Hello everyone from NDK 2016. This year marks the 20th annual convention organized by the Rocky Mountain Anime Association. And it looks like we’re going to have a very special convention this year. The guest list is packed, there are plenty of panels to attend, and lots of cool stuff to buy in the merchants room and artists alley.
I started out my weekend with a panel entitled “Sharing Otaku Literacy in Higher Education”, hosted by Alisa Freedman with Kazunori Sugiura. Sugiura is an instructor at Keio University in their Graduate School of Media design. His “day job” involves teaching about network infrastructure and IT resources, but he considers himself to be an otaku. In his otaku role, he teaches courses about fan culture, costuming, and creativity. Sugiura sees a huge potential in the creativity of fans to change the world. He also discussed the internationalization of Japanese otaku culture through the growth of the internet as a communication platform. He noted that the current internet infrastructure is great at sharing knowledge, but cannot yet share experiences. He hopes that this will be the next step in technological development.
Next, I went to a panel on independent animation hosted by Chris Bobko. He spent most of the panel showing various short animations that he had found in the past several years.
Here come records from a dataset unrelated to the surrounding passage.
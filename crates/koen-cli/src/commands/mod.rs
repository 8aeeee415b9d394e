pub mod archetypes;
pub mod play;
pub mod simulate;
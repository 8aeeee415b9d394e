//! Victory rewards and levelling.

use serde::{Deserialize, Serialize};

use koen_core::{Enemy, Player};

/// Experience needed per level: the threshold for level `n` is `n * 100`.
pub const EXPERIENCE_PER_LEVEL: u32 = 100;
/// Max health gained on each level-up.
pub const LEVEL_HEALTH_BONUS: u32 = 20;

/// Gold and experience handed out for a defeated enemy.
#[derive(Debug, Clone, Copy, PartialEq, Eq, Serialize, Deserialize)]
pub struct Rewards {
    /// Gold granted.
    pub gold: u32,
    /// Experience granted.
    pub experience: u32,
}

/// The result of a level-up.
#[derive(Debug, Clone, Copy, PartialEq, Eq, Serialize, Deserialize)]
pub struct LevelUp {
    /// The level just reached.
    pub level: u32,
    /// The new maximum (and current) health.
    pub max_health: u32,
}

/// Experience at which a character of `level` advances.
pub fn level_threshold(level: u32) -> u32 {
    level.saturating_mul(EXPERIENCE_PER_LEVEL)
}

/// Grant an enemy's gold and experience rewards to the player.
pub fn grant_rewards(player: &mut Player, enemy: &Enemy) -> Rewards {
    player.add_gold(enemy.gold_reward);
    player.gain_experience(enemy.exp_reward);
    Rewards {
        gold: enemy.gold_reward,
        experience: enemy.exp_reward,
    }
}

/// Advance the player one level if experience has reached the threshold.
///
/// Only a single step is taken per call, even when experience already
/// exceeds the following threshold as well.
pub fn apply_progression(player: &mut Player) -> Option<LevelUp> {
    if player.experience() < level_threshold(player.level()) {
        return None;
    }
    player.level_up(LEVEL_HEALTH_BONUS);
    tracing::info!(
        player = player.name(),
        level = player.level(),
        max_health = player.max_health(),
        "level up"
    );
    Some(LevelUp {
        level: player.level(),
        max_health: player.max_health(),
    })
}

#[cfg(test)]
mod tests {
    use super::*;

    #[test]
    fn thresholds() {
        assert_eq!(level_threshold(1), 100);
        assert_eq!(level_threshold(4), 400);
    }

    #[test]
    fn rewards_added_once() {
        let mut p = Player::new("Aria");
        let e = Enemy::new("Orc", 60, 12, 25, 25);
        let r = grant_rewards(&mut p, &e);
        assert_eq!(
            r,
            Rewards {
                gold: 25,
                experience: 25
            }
        );
        assert_eq!(p.gold(), 25);
        assert_eq!(p.experience(), 25);
    }

    #[test]
    fn no_level_below_threshold() {
        let mut p = Player::new("Aria");
        p.gain_experience(99);
        assert_eq!(apply_progression(&mut p), None);
        assert_eq!(p.level(), 1);
    }

    #[test]
    fn level_up_at_threshold() {
        let mut p = Player::new("Aria");
        p.take_damage(60);
        p.gain_experience(100);
        let up = apply_progression(&mut p);
        assert_eq!(
            up,
            Some(LevelUp {
                level: 2,
                max_health: 120
            })
        );
        assert_eq!(p.health(), 120);
    }

    #[test]
    fn double_threshold_still_single_step() {
        let mut p = Player::new("Aria");
        p.gain_experience(350);
        assert!(apply_progression(&mut p).is_some());
        assert_eq!(p.level(), 2);
        assert_eq!(p.max_health(), 120);
        assert_eq!(p.experience(), 350);
    }
}
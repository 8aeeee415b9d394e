//! Error types for the mechanics engine.

/// Errors that can occur during mechanics operations.
#[derive(Debug, Clone, PartialEq, Eq, thiserror::Error)]
pub enum MechError {
    /// A round was requested for a player who is already down.
    #[error("{0} has no health left to fight with")]
    PlayerDown(String),

    /// A round was requested against an enemy that is already defeated.
    #[error("the {0} is already defeated")]
    EnemyDefeated(String),
}

/// Convenience result type for mechanics operations.
pub type MechResult<T> = Result<T, MechError>;
//! Error types for the game session.

use thiserror::Error;

use koen_core::CoreError;
use koen_mechanics::MechError;

/// Result type for session operations.
pub type SessionResult<T> = Result<T, SessionError>;

/// Errors that can occur while processing session input.
#[derive(Debug, Error)]
pub enum SessionError {
    /// Input did not match any option of the current menu.
    #[error("invalid choice: {0}")]
    InvalidChoice(String),

    /// Too many invalid inputs in a row.
    #[error("too many invalid inputs in a row ({0})")]
    TooManyInvalidInputs(u32),

    /// The session has ended and accepts no more input.
    #[error("the session is over")]
    SessionOver,

    /// Entity operation error (e.g. not enough gold).
    #[error(transparent)]
    Core(#[from] CoreError),

    /// Combat resolution error.
    #[error(transparent)]
    Mechanics(#[from] MechError),
}

impl SessionError {
    /// Returns true if the player can simply try again.
    pub fn is_recoverable(&self) -> bool {
        matches!(self, Self::InvalidChoice(_) | Self::Core(_))
    }
}

#[cfg(test)]
mod tests {
    use super::*;

    #[test]
    fn recoverable_errors() {
        assert!(SessionError::InvalidChoice("9".to_string()).is_recoverable());
        assert!(
            SessionError::from(CoreError::InsufficientGold {
                needed: 50,
                available: 0
            })
            .is_recoverable()
        );
        assert!(!SessionError::SessionOver.is_recoverable());
        assert!(!SessionError::TooManyInvalidInputs(5).is_recoverable());
    }

    #[test]
    fn core_error_message_passes_through() {
        let err = SessionError::from(CoreError::InsufficientGold {
            needed: 70,
            available: 12,
        });
        assert_eq!(err.to_string(), "not enough koen: need 70, have 12");
    }
}
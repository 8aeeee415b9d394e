//! The town shop and the blacksmith.

use koen_core::{CoreResult, Item, Player};

/// An item for sale at a fixed price.
#[derive(Debug, Clone, Copy, PartialEq, Eq)]
pub struct Offer {
    /// The item sold.
    pub item: Item,
    /// Price in koen.
    pub cost: u32,
}

/// A merchant with a fixed price list.
///
/// Menu codes are the 1-based position of each offer; the code after the
/// last offer leaves.
#[derive(Debug, PartialEq, Eq)]
pub struct Vendor {
    /// Display name.
    pub name: &'static str,
    /// Items for sale, in menu order.
    pub offers: &'static [Offer],
}

/// What the player picked from a vendor menu.
#[derive(Debug, Clone, Copy, PartialEq, Eq)]
pub enum VendorChoice {
    /// Buy the given offer.
    Buy(Offer),
    /// Walk out.
    Leave,
}

/// The general store.
pub static SHOP: Vendor = Vendor {
    name: "Shop",
    offers: &[
        Offer {
            item: Item::Sword,
            cost: 50,
        },
        Offer {
            item: Item::HealthPotion,
            cost: 70,
        },
        Offer {
            item: Item::Shield,
            cost: 60,
        },
        Offer {
            item: Item::Dagger,
            cost: 100,
        },
        Offer {
            item: Item::Pistol,
            cost: 200,
        },
    ],
};

/// The blacksmith forges weapons cheaper than the shop sells them.
pub static BLACKSMITH: Vendor = Vendor {
    name: "Blacksmith",
    offers: &[
        Offer {
            item: Item::Sword,
            cost: 25,
        },
        Offer {
            item: Item::Dagger,
            cost: 50,
        },
        Offer {
            item: Item::Pistol,
            cost: 100,
        },
    ],
};

impl Vendor {
    /// Menu code that leaves the vendor.
    pub fn leave_code(&self) -> usize {
        self.offers.len() + 1
    }

    /// Parse a menu code or an item name.
    pub fn parse_choice(&self, input: &str) -> Option<VendorChoice> {
        let input = input.trim();
        if let Ok(code) = input.parse::<usize>() {
            if code == self.leave_code() {
                return Some(VendorChoice::Leave);
            }
            return code
                .checked_sub(1)
                .and_then(|i| self.offers.get(i))
                .map(|offer| VendorChoice::Buy(*offer));
        }
        if input.eq_ignore_ascii_case("leave") || input.eq_ignore_ascii_case("exit") {
            return Some(VendorChoice::Leave);
        }
        let item = Item::from_name(input)?;
        self.offers
            .iter()
            .find(|offer| offer.item == item)
            .map(|offer| VendorChoice::Buy(*offer))
    }

    /// Sell an offer to the player.
    ///
    /// On success gold is deducted, the item lands in the inventory, and
    /// weapons are equipped. Nothing changes if the player cannot pay.
    pub fn sell(&self, player: &mut Player, offer: Offer) -> CoreResult<()> {
        player.spend_gold(offer.cost)?;
        player.add_item(offer.item.name());
        if offer.item.is_weapon() {
            player.equip(offer.item.name());
        }
        tracing::debug!(
            vendor = self.name,
            item = %offer.item,
            cost = offer.cost,
            gold_left = player.gold(),
            "purchase"
        );
        Ok(())
    }

    /// Render the price list for a player with `gold` koen.
    pub fn menu(&self, gold: u32) -> String {
        let mut out = format!("=== {} ===\nYour koen: {gold}\n", self.name);
        for (i, offer) in self.offers.iter().enumerate() {
            out.push_str(&format!("{}. {} - {} koen\n", i + 1, offer.item, offer.cost));
        }
        out.push_str(&format!("{}. Leave", self.leave_code()));
        out
    }
}
//! Combat mechanics for the Koen text adventure.
//!
//! Provides the randomness seam ([`Roller`]), the encounter generator,
//! the one-round combat resolver, and the level-up progression rule.

pub mod combat;
pub mod dice;
pub mod encounter;
pub mod error;
pub mod progression;

pub use combat::{CombatAction, CombatEvent, RoundOutcome, RoundReport, resolve_round};
pub use dice::{Roller, ScriptedRoller};
pub use encounter::{ARCHETYPES, Archetype, generate_encounter};
pub use error::{MechError, MechResult};
pub use progression::{LevelUp, Rewards, apply_progression, grant_rewards};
Full coverage of this panel will have to wait until I have a stable internet connection with which to research the various shorts so that I can provide links to all of you. They were all very clever and amazingly well done.
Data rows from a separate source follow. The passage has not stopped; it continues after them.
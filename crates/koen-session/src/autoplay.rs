//! Non-interactive play for simulations.
//!
//! A fixed policy fights a series of encounters: rest to full between
//! fights, drink a potion when badly hurt, otherwise attack. It never
//! flees, so every encounter ends in victory or defeat.

use koen_core::{HEALTH_POTION, Player};
use koen_mechanics::{
    CombatAction, MechResult, Roller, RoundOutcome, generate_encounter, resolve_round,
};

use crate::config::GameConfig;
use crate::session::EncounterTally;

/// Health fraction under which the policy reaches for a potion.
pub const POTION_THRESHOLD: f64 = 0.3;

/// One finished encounter of a simulation.
#[derive(Debug, Clone, PartialEq, Eq)]
pub struct EncounterSummary {
    /// Enemy archetype fought.
    pub enemy: String,
    /// How it ended.
    pub outcome: RoundOutcome,
    /// Rounds it took.
    pub rounds: u32,
    /// Player health afterwards.
    pub health_after: u32,
}

/// The result of a simulation run.
#[derive(Debug, Clone)]
pub struct SimulationReport {
    /// The character at the end of the run.
    pub player: Player,
    /// Finished encounters, in order.
    pub encounters: Vec<EncounterSummary>,
    /// Outcome counts.
    pub tally: EncounterTally,
}

/// Pick the policy's action for the current state.
pub fn choose_action(player: &Player) -> CombatAction {
    let hurt = f64::from(player.health()) < f64::from(player.max_health()) * POTION_THRESHOLD;
    if hurt && player.has_item(HEALTH_POTION) {
        CombatAction::UseHealthPotion
    } else {
        CombatAction::Attack
    }
}

/// Fight up to `encounters` encounters, stopping at the first defeat.
pub fn run_simulation(
    name: impl Into<String>,
    config: &GameConfig,
    encounters: u32,
) -> MechResult<SimulationReport> {
    let mut rng = config.rng();
    let mut player = Player::new(name);
    let mut summaries = Vec::new();
    let mut tally = EncounterTally::default();

    for _ in 0..encounters {
        while !player.is_full_health() {
            player.heal(config.rest_heal.max(1));
        }

        let summary = fight(&mut player, config, &mut rng)?;
        tally.record(summary.outcome);
        let defeated = summary.outcome == RoundOutcome::Defeat;
        summaries.push(summary);
        if defeated {
            break;
        }
    }

    tracing::info!(
        victories = tally.victories,
        defeats = tally.defeats,
        level = player.level(),
        "simulation finished"
    );

    Ok(SimulationReport {
        player,
        encounters: summaries,
        tally,
    })
}

fn fight<R: Roller + ?Sized>(
    player: &mut Player,
    config: &GameConfig,
    rng: &mut R,
) -> MechResult<EncounterSummary> {
    let mut enemy = generate_encounter(rng);
    let mut rounds = 0;
    let outcome = loop {
        rounds += 1;
        let action = choose_action(player);
        let report = resolve_round(player, &mut enemy, action, rng)?;
        if report.outcome.is_over() {
            break report.outcome;
        }
    };

    if outcome == RoundOutcome::Victory && rng.chance(config.potion_find_chance) {
        player.add_item(HEALTH_POTION);
    }

    Ok(EncounterSummary {
        enemy: enemy.name,
        outcome,
        rounds,
        health_after: player.health(),
    })
}

#[cfg(test)]
mod tests {
    use koen_mechanics::ScriptedRoller;

    use super::*;

    fn two_hit_goblin(find_potion: bool) -> ScriptedRoller {
        ScriptedRoller::new()
            .with_rolls([0, 0, 0, 20, 5, 20])
            .with_chances([find_potion])
    }

    #[test]
    fn policy_drinks_when_hurt() {
        let mut p = Player::new("Bot");
        assert_eq!(choose_action(&p), CombatAction::Attack);
        p.take_damage(75);
        assert_eq!(choose_action(&p), CombatAction::Attack);
        p.add_item(HEALTH_POTION);
        assert_eq!(choose_action(&p), CombatAction::UseHealthPotion);
        p.heal(10);
        assert_eq!(choose_action(&p), CombatAction::Attack);
    }

    #[test]
    fn simulation_is_deterministic() {
        let cfg = GameConfig::default().with_seed(11);
        let a = run_simulation("Bot", &cfg, 10).unwrap();
        let b = run_simulation("Bot", &cfg, 10).unwrap();
        assert_eq!(a.encounters, b.encounters);
        assert_eq!(a.player, b.player);
    }

    #[test]
    fn simulation_stops_at_first_defeat() {
        let cfg = GameConfig::default().with_seed(5);
        let report = run_simulation("Bot", &cfg, 200).unwrap();
        let defeats: Vec<_> = report
            .encounters
            .iter()
            .enumerate()
            .filter(|(_, e)| e.outcome == RoundOutcome::Defeat)
            .map(|(i, _)| i)
            .collect();
        assert!(defeats.len() <= 1);
        if let Some(&i) = defeats.first() {
            assert_eq!(i, report.encounters.len() - 1);
            assert!(!report.player.is_alive());
        }
        assert_eq!(report.tally.total() as usize, report.encounters.len());
    }

    #[test]
    fn tally_matches_rewards() {
        let cfg = GameConfig::default().with_seed(21);
        let report = run_simulation("Bot", &cfg, 5).unwrap();
        assert_eq!(report.tally.escapes, 0);
        if report.tally.victories > 0 {
            assert!(report.player.gold() > 0);
            assert!(report.player.experience() > 0);
        }
    }

    #[test]
    fn zero_encounters() {
        let report = run_simulation("Bot", &GameConfig::default().with_seed(1), 0).unwrap();
        assert!(report.encounters.is_empty());
        assert_eq!(report.player.level(), 1);
    }

    #[test]
    fn victory_rolls_for_a_potion() {
        let cfg = GameConfig::default();
        let mut player = Player::new("Bot");
        let summary = fight(&mut player, &cfg, &mut two_hit_goblin(true)).unwrap();
        assert_eq!(summary.outcome, RoundOutcome::Victory);
        assert_eq!(summary.rounds, 2);
        assert_eq!(summary.health_after, 95);
        assert_eq!(player.count_item(HEALTH_POTION), 1);

        let mut player = Player::new("Bot");
        fight(&mut player, &cfg, &mut two_hit_goblin(false)).unwrap();
        assert_eq!(player.count_item(HEALTH_POTION), 0);
    }

    #[test]
    fn no_potions_without_find_chance() {
        let cfg = GameConfig::default()
            .with_seed(11)
            .with_potion_find_chance(0.0);
        let report = run_simulation("Bot", &cfg, 10).unwrap();
        assert!(!report.player.has_item(HEALTH_POTION));
    }
}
Next was a discussion of Pokemon GO with Alisa Freedman. We discussed how the new game could potentially be used in a learning environment and its place in popular culture at large. Pokemon is one of the first properties to really push its “media mix”. That is, if you name a type of media, there is likely a Pokemon product that has been produced in that format. Finally, we discussed some of the difficulties and triumphs of the Pokemon GO, including exercise, trespassing, accidents, and artwork.
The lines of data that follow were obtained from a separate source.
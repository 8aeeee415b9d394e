//! Core types for the Koen text adventure.
//!
//! Provides the player and enemy records, the item catalog with
//! case-insensitive name normalization, and the error type shared by
//! operations that mutate them.

pub mod enemy;
pub mod error;
pub mod item;
pub mod player;

pub use enemy::Enemy;
pub use error::{CoreError, CoreResult};
pub use item::{HEALTH_POTION, Item};
pub use player::Player;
Finally, I attended Patrick Seitz’s “Come to Denver, see the Seitz” panel. This one is a bit difficult to summarize, as most of the panel was question and answer from the audience. We did talk about video games for a little bit; Seitz recently purchased “No Man’s Sky” but is somewhat disappointed with it. He also talked about “Monster”, which remains Seitz’s favorite anime.
And then I went home, downloaded all the new 3DS Streetpass games, and went to sleep. I hope all of the rest of you had a great day at the convention. I’ll see you again tomorrow.